Record set
((
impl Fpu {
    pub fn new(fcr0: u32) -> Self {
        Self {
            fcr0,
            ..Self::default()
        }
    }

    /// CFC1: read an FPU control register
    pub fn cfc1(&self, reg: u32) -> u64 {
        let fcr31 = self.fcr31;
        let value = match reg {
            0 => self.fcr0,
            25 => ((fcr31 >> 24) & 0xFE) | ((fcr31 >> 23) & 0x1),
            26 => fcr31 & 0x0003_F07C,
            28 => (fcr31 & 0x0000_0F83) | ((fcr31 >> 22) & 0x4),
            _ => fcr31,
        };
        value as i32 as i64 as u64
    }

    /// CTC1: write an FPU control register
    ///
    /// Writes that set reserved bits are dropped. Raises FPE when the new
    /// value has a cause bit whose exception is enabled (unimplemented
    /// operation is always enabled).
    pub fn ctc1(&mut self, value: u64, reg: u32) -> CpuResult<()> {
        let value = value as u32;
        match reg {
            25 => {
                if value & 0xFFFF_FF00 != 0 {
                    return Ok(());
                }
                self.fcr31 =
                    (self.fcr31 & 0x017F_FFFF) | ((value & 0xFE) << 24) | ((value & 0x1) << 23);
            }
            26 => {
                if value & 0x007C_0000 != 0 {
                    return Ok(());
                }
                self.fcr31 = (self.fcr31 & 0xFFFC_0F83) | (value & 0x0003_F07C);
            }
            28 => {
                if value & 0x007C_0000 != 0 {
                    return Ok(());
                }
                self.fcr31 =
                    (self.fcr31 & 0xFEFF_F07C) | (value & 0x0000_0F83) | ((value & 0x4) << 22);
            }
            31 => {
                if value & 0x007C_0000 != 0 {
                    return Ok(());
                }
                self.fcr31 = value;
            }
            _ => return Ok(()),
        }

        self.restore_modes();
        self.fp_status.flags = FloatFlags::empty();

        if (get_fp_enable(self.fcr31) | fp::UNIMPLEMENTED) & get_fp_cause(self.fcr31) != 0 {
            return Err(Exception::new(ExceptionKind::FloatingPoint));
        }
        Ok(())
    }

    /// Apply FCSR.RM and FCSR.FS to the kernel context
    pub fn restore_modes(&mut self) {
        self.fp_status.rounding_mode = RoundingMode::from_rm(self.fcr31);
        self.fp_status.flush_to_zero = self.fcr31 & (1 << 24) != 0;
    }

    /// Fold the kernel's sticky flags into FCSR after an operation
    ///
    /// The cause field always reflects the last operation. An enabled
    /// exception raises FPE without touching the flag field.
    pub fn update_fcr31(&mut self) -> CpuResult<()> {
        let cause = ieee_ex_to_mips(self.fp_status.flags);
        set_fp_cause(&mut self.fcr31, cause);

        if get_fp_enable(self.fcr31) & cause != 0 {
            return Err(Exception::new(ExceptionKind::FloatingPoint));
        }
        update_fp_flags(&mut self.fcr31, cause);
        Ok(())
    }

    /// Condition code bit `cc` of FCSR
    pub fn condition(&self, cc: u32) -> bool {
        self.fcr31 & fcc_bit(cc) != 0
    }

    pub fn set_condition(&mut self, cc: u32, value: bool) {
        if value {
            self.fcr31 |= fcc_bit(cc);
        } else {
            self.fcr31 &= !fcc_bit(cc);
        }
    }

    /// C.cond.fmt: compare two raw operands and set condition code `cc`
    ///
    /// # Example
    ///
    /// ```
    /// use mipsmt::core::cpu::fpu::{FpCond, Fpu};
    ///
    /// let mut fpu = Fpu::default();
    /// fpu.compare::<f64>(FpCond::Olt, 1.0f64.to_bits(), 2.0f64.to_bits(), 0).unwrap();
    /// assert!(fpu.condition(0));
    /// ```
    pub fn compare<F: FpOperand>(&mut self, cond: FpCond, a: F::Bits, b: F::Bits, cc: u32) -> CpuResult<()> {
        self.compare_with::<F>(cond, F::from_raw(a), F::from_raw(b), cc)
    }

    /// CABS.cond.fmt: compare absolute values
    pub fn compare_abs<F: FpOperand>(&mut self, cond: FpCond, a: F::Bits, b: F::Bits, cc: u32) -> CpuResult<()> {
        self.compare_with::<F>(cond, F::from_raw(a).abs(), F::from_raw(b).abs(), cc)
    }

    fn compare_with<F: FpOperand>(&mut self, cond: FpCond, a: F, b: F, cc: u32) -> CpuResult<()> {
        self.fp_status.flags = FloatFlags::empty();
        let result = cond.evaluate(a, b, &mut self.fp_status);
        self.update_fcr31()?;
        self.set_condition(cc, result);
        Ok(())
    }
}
))
Task to carry out
For this exercise, gather every line of the data that contains the word "operation".

Solution to this problem
    /// operation is always enabled).
    /// Fold the kernel's sticky flags into FCSR after an operation
    /// The cause field always reflects the last operation. An enabled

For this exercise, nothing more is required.